• SOURCE INFORMATION:
╭──
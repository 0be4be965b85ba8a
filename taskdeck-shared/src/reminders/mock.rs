/// In-memory notifier for tests and demos
///
/// Records every delivery instead of sending it, and can be switched into
/// a failing mode to exercise the scan's partial-failure tolerance.

use async_trait::async_trait;
use std::sync::Mutex;

use super::{Notifier, NotifyError};

/// A recorded delivery
#[derive(Debug, Clone, PartialEq, Eq)]
pub struct SentNotification {
    pub recipient: String,
    pub subject: String,
    pub body: String,
}

/// Notifier that records deliveries in memory
#[derive(Debug, Default)]
pub struct MemoryNotifier {
    sent: Mutex<Vec<SentNotification>>,
    fail: bool,
}

impl MemoryNotifier {
    /// Creates a notifier that accepts every delivery
    pub fn new() -> Self {
        Self::default()
    }

    /// Creates a notifier that rejects every delivery
    pub fn failing() -> Self {
        Self {
            sent: Mutex::new(Vec::new()),
            fail: true,
        }
    }

    /// Snapshot of everything delivered so far
    pub fn sent(&self) -> Vec<SentNotification> {
        self.sent.lock().expect("notifier lock poisoned").clone()
    }
}

#[async_trait]
impl Notifier for MemoryNotifier {
    async fn notify(&self, recipient: &str, subject: &str, body: &str) -> Result<(), NotifyError> {
        if self.fail {
            return Err(NotifyError::Transport("simulated delivery failure".to_string()));
        }

        self.sent
            .lock()
            .expect("notifier lock poisoned")
            .push(SentNotification {
                recipient: recipient.to_string(),
                subject: subject.to_string(),
                body: body.to_string(),
            });

        Ok(())
    }
}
╰──
• EXERCISE DIRECTIONS: Return each entry from above without altering a single character.

• RESULT OF THIS TASK:
repository 0be4be965b85ba8a
filename taskdeck-shared/src/reminders/mock.rs
/// In-memory notifier for tests and demos
///
/// Records every delivery instead of sending it, and can be switched into
/// a failing mode to exercise the scan's partial-failure tolerance.

use async_trait::async_trait;
use std::sync::Mutex;

use super::{Notifier, NotifyError};

/// A recorded delivery
#[derive(Debug, Clone, PartialEq, Eq)]
pub struct SentNotification {
    pub recipient: String,
    pub subject: String,
    pub body: String,
}

/// Notifier that records deliveries in memory
#[derive(Debug, Default)]
pub struct MemoryNotifier {
    sent: Mutex<Vec<SentNotification>>,
    fail: bool,
}

impl MemoryNotifier {
    /// Creates a notifier that accepts every delivery
    pub fn new() -> Self {
        Self::default()
    }

    /// Creates a notifier that rejects every delivery
    pub fn failing() -> Self {
        Self {
            sent: Mutex::new(Vec::new()),
            fail: true,
        }
    }

    /// Snapshot of everything delivered so far
    pub fn sent(&self) -> Vec<SentNotification> {
        self.sent.lock().expect("notifier lock poisoned").clone()
    }
}

#[async_trait]
impl Notifier for MemoryNotifier {
    async fn notify(&self, recipient: &str, subject: &str, body: &str) -> Result<(), NotifyError> {
        if self.fail {
            return Err(NotifyError::Transport("simulated delivery failure".to_string()));
        }

        self.sent
            .lock()
            .expect("notifier lock poisoned")
            .push(SentNotification {
                recipient: recipient.to_string(),
                subject: subject.to_string(),
                body: body.to_string(),
            });

        Ok(())
    }
}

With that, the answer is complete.